(Beginning of DATASET RECORDS)

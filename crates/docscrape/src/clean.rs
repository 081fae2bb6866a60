//! Regex redaction of boilerplate from converted documents
//!
//! Each suffix (`.txt`, `.md`) gets its own [`PatternSet`], compiled once
//! into a single alternation. The cleaner writes `clean_<name>` beside the
//! input and moves the original into `orig_docs/`, so a second pass finds
//! nothing left to do.

use crate::artifact::ORIG_DOCS_DIR;
use crate::error::ConfigError;
use regex::Regex;
use serde::Serialize;
use std::fs;
use std::io;
use std::path::{Path, PathBuf};
use tracing::{debug, info, warn};

/// Prefix given to cleaned output files
pub const CLEAN_PREFIX: &str = "clean_";

/// Markdown boilerplate typical of generated documentation sites
pub const DEFAULT_MARKDOWN_PATTERNS: &[&str] = &[
    r"\[ Edit this page.*?\]\(.*?\)",
    r"\[ Previous .*?\]\(.*?\)",
    r"\[ Next .*?\]\(.*?\)",
    r"\[.*?\]\(https://discord.gg/.*?\)",
    r"\[.*?\]\(https://twitter.com/.*?\)",
    r"\[ Privacy and Cookies.*?\]\(.*?\)",
];

/// A list of patterns compiled into one alternation
#[derive(Debug, Clone)]
pub struct PatternSet {
    regex: Regex,
    count: usize,
}

impl PatternSet {
    /// Compile patterns; an empty list yields `None`
    pub fn compile<I, S>(patterns: I) -> Result<Option<Self>, ConfigError>
    where
        I: IntoIterator<Item = S>,
        S: AsRef<str>,
    {
        let wrapped: Vec<String> = patterns
            .into_iter()
            .map(|p| format!("(?:{})", p.as_ref()))
            .collect();
        if wrapped.is_empty() {
            return Ok(None);
        }
        let regex = Regex::new(&wrapped.join("|"))?;
        Ok(Some(Self {
            regex,
            count: wrapped.len(),
        }))
    }

    /// Compile the shipped markdown defaults
    pub fn default_markdown() -> Result<Option<Self>, ConfigError> {
        Self::compile(DEFAULT_MARKDOWN_PATTERNS.iter().copied())
    }

    /// Number of source patterns
    pub fn len(&self) -> usize {
        self.count
    }

    pub fn is_empty(&self) -> bool {
        self.count == 0
    }

    /// Remove every match
    pub fn apply(&self, text: &str) -> String {
        self.regex.replace_all(text, "").into_owned()
    }
}

/// Read one pattern per line, skipping blank lines
pub fn load_pattern_file(path: &Path) -> Result<Vec<String>, ConfigError> {
    let contents = fs::read_to_string(path).map_err(|source| ConfigError::ReadPatterns {
        path: path.to_path_buf(),
        source,
    })?;
    Ok(contents
        .lines()
        .map(str::trim_end)
        .filter(|line| !line.trim().is_empty())
        .map(String::from)
        .collect())
}

/// A file that was cleaned and archived
#[derive(Debug, Clone, Serialize)]
pub struct CleanedFile {
    pub output: PathBuf,
    pub archived: PathBuf,
}

/// Summary of one cleaning pass
#[derive(Debug, Clone, Default, Serialize)]
pub struct CleanReport {
    pub cleaned: Vec<CleanedFile>,
    /// Files left as-is: no pattern set for their suffix, or already archived
    pub untouched: Vec<PathBuf>,
    /// Files that failed to read, write or move
    pub failed: Vec<PathBuf>,
}

/// Cleans `.txt` and `.md` files in one directory
#[derive(Debug, Clone)]
pub struct Cleaner {
    text: Option<PatternSet>,
    markdown: Option<PatternSet>,
}

enum Suffix {
    Text,
    Markdown,
}

impl Cleaner {
    pub fn new(text: Option<PatternSet>, markdown: Option<PatternSet>) -> Self {
        Self { text, markdown }
    }

    /// True when there is at least one pattern set to apply
    pub fn has_patterns(&self) -> bool {
        self.text.is_some() || self.markdown.is_some()
    }

    fn patterns_for(&self, suffix: &Suffix) -> Option<&PatternSet> {
        match suffix {
            Suffix::Text => self.text.as_ref(),
            Suffix::Markdown => self.markdown.as_ref(),
        }
    }

    /// Run one cleaning pass over `dir`
    ///
    /// Only failing to create `orig_docs` or list `dir` is an error;
    /// everything per-file is logged and recorded in the report.
    pub fn clean_dir(&self, dir: &Path) -> io::Result<CleanReport> {
        let mut report = CleanReport::default();
        let archive = dir.join(ORIG_DOCS_DIR);
        fs::create_dir_all(&archive)?;

        let mut inputs: Vec<(PathBuf, Suffix)> = fs::read_dir(dir)?
            .filter_map(Result::ok)
            .map(|entry| entry.path())
            .filter(|path| path.is_file())
            .filter_map(|path| {
                let name = path.file_name()?.to_str()?;
                if name.starts_with(CLEAN_PREFIX) {
                    return None;
                }
                let suffix = match path.extension()?.to_str()? {
                    "txt" => Suffix::Text,
                    "md" => Suffix::Markdown,
                    _ => return None,
                };
                Some((path, suffix))
            })
            .collect();
        inputs.sort_by(|a, b| a.0.cmp(&b.0));

        for (path, suffix) in inputs {
            let Some(patterns) = self.patterns_for(&suffix) else {
                warn!(
                    file = %path.display(),
                    "no patterns configured for this file type, leaving untouched"
                );
                report.untouched.push(path);
                continue;
            };

            let Some(name) = path.file_name().map(|n| n.to_owned()) else {
                continue;
            };
            let archived = archive.join(&name);
            if archived.exists() && !is_preserved_copy(&path, &archived) {
                warn!(file = %path.display(), "original already archived, leaving untouched");
                report.untouched.push(path);
                continue;
            }

            let mut clean_name = std::ffi::OsString::from(CLEAN_PREFIX);
            clean_name.push(&name);
            let output = dir.join(clean_name);

            match clean_file(&path, &output, &archived, patterns) {
                Ok(()) => {
                    debug!(file = %path.display(), output = %output.display(), "cleaned");
                    report.cleaned.push(CleanedFile { output, archived });
                }
                Err(e) => {
                    warn!(file = %path.display(), error = %e, "cleaning failed, skipping");
                    report.failed.push(path);
                }
            }
        }

        info!(
            dir = %dir.display(),
            cleaned = report.cleaned.len(),
            untouched = report.untouched.len(),
            failed = report.failed.len(),
            "clean pass complete"
        );
        Ok(report)
    }
}

/// Archive the original, then write the cleaned copy from the bytes read
///
/// If the archive step fails nothing is written, so the file stays in scope
/// for the next pass.
fn clean_file(
    path: &Path,
    output: &Path,
    archived: &Path,
    patterns: &PatternSet,
) -> io::Result<()> {
    let bytes = fs::read(path)?;
    fs::rename(path, archived)?;
    let contents = String::from_utf8_lossy(&bytes);
    fs::write(output, patterns.apply(&contents))
}

/// True when `archived` holds the same bytes as `path`
///
/// The fetcher copies downloaded documents into `orig_docs`; such a copy is
/// the file's own original, not an earlier archive of a different one.
fn is_preserved_copy(path: &Path, archived: &Path) -> bool {
    match (fs::read(path), fs::read(archived)) {
        (Ok(current), Ok(preserved)) => current == preserved,
        _ => false,
    }
}

#[cfg(test)]
mod tests {
    use super::*;

    fn edit_page() -> Option<PatternSet> {
        PatternSet::compile([r"\[ Edit this page.*?\]\(.*?\)"]).unwrap()
    }

    #[test]
    fn test_pattern_set_removes_matches() {
        let set = edit_page().unwrap();
        let out = set.apply("before [ Edit this page ](http://x) after");
        assert!(!out.contains("Edit this page"));
        assert_eq!(out, "before  after");
    }

    #[test]
    fn test_pattern_set_alternation_is_grouped() {
        let set = PatternSet::compile(["^a", "b$"]).unwrap().unwrap();
        assert_eq!(set.len(), 2);
        assert_eq!(set.apply("xab"), "xa");
    }

    #[test]
    fn test_empty_pattern_list_is_none() {
        let set = PatternSet::compile(Vec::<String>::new()).unwrap();
        assert!(set.is_none());
    }

    #[test]
    fn test_invalid_pattern_is_config_error() {
        let err = PatternSet::compile(["("]).unwrap_err();
        assert!(matches!(err, ConfigError::InvalidPattern(_)));
    }

    #[test]
    fn test_default_markdown_patterns() {
        let set = PatternSet::default_markdown().unwrap().unwrap();
        assert_eq!(set.len(), DEFAULT_MARKDOWN_PATTERNS.len());
        let md = "Intro\n[ Next Page ](/next)\n[Join](https://discord.gg/abc)\nBody";
        let out = set.apply(md);
        assert!(out.contains("Intro"));
        assert!(out.contains("Body"));
        assert!(!out.contains("Next Page"));
        assert!(!out.contains("discord"));
    }

    #[test]
    fn test_load_pattern_file() {
        let dir = tempfile::tempdir().unwrap();
        let path = dir.path().join("patterns.txt");
        fs::write(&path, "foo\n\n  \nbar.*\n").unwrap();
        assert_eq!(load_pattern_file(&path).unwrap(), vec!["foo", "bar.*"]);

        let err = load_pattern_file(&dir.path().join("missing")).unwrap_err();
        assert!(matches!(err, ConfigError::ReadPatterns { .. }));
    }

    #[test]
    fn test_clean_writes_output_and_archives_original() {
        let dir = tempfile::tempdir().unwrap();
        fs::write(dir.path().join("page.md"), "[ Edit this page ](http://x)\nContent").unwrap();

        let cleaner = Cleaner::new(None, edit_page());
        let report = cleaner.clean_dir(dir.path()).unwrap();

        assert_eq!(report.cleaned.len(), 1);
        let cleaned = fs::read_to_string(dir.path().join("clean_page.md")).unwrap();
        assert!(!cleaned.contains("Edit this page"));
        assert!(cleaned.contains("Content"));
        assert!(!dir.path().join("page.md").exists());
        assert!(dir.path().join("orig_docs").join("page.md").exists());
    }

    #[test]
    fn test_rerun_leaves_output_unchanged() {
        let dir = tempfile::tempdir().unwrap();
        fs::write(dir.path().join("page.md"), "[ Edit this page ](http://x)\nContent").unwrap();
        let cleaner = Cleaner::new(None, edit_page());

        cleaner.clean_dir(dir.path()).unwrap();
        let first = fs::read_to_string(dir.path().join("clean_page.md")).unwrap();
        let report = cleaner.clean_dir(dir.path()).unwrap();
        let second = fs::read_to_string(dir.path().join("clean_page.md")).unwrap();

        assert!(report.cleaned.is_empty());
        assert_eq!(first, second);
        assert!(!dir.path().join("clean_clean_page.md").exists());
    }

    #[test]
    fn test_suffix_without_patterns_untouched() {
        let dir = tempfile::tempdir().unwrap();
        fs::write(dir.path().join("notes.txt"), "keep me").unwrap();
        fs::write(dir.path().join("data.json"), "{}").unwrap();

        let report = Cleaner::new(None, edit_page()).clean_dir(dir.path()).unwrap();

        assert_eq!(report.untouched, vec![dir.path().join("notes.txt")]);
        assert!(dir.path().join("notes.txt").exists());
        assert!(dir.path().join("data.json").exists());
    }

    #[test]
    fn test_preserved_copy_is_cleaned_and_archived() {
        let dir = tempfile::tempdir().unwrap();
        let body = "[ Edit this page ](http://x)\nBody";
        fs::create_dir(dir.path().join("orig_docs")).unwrap();
        fs::write(dir.path().join("orig_docs").join("notes.md"), body).unwrap();
        fs::write(dir.path().join("notes.md"), body).unwrap();

        let report = Cleaner::new(None, edit_page()).clean_dir(dir.path()).unwrap();

        assert_eq!(report.cleaned.len(), 1);
        assert!(report.untouched.is_empty());
        let cleaned = fs::read_to_string(dir.path().join("clean_notes.md")).unwrap();
        assert_eq!(cleaned, "\nBody");
        assert!(!dir.path().join("notes.md").exists());
        assert_eq!(
            fs::read_to_string(dir.path().join("orig_docs").join("notes.md")).unwrap(),
            body
        );
    }

    #[test]
    fn test_failed_archive_writes_no_output() {
        let dir = tempfile::tempdir().unwrap();
        let path = dir.path().join("a.md");
        fs::write(&path, "x").unwrap();
        let output = dir.path().join("clean_a.md");
        let archived = dir.path().join("missing_dir").join("a.md");

        let set = edit_page().unwrap();
        assert!(clean_file(&path, &output, &archived, &set).is_err());
        assert!(path.exists());
        assert!(!output.exists());
    }

    #[test]
    fn test_already_archived_not_overwritten() {
        let dir = tempfile::tempdir().unwrap();
        fs::create_dir(dir.path().join("orig_docs")).unwrap();
        fs::write(dir.path().join("orig_docs").join("a.txt"), "original").unwrap();
        fs::write(dir.path().join("a.txt"), "newer").unwrap();

        let text = PatternSet::compile(["x"]).unwrap();
        let report = Cleaner::new(text, None).clean_dir(dir.path()).unwrap();

        assert_eq!(report.untouched.len(), 1);
        assert_eq!(
            fs::read_to_string(dir.path().join("orig_docs").join("a.txt")).unwrap(),
            "original"
        );
        assert!(dir.path().join("a.txt").exists());
    }
}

(End of DATASET RECORDS)

Count the lines in the entries that hold the word "apply", and give nothing but the total.

6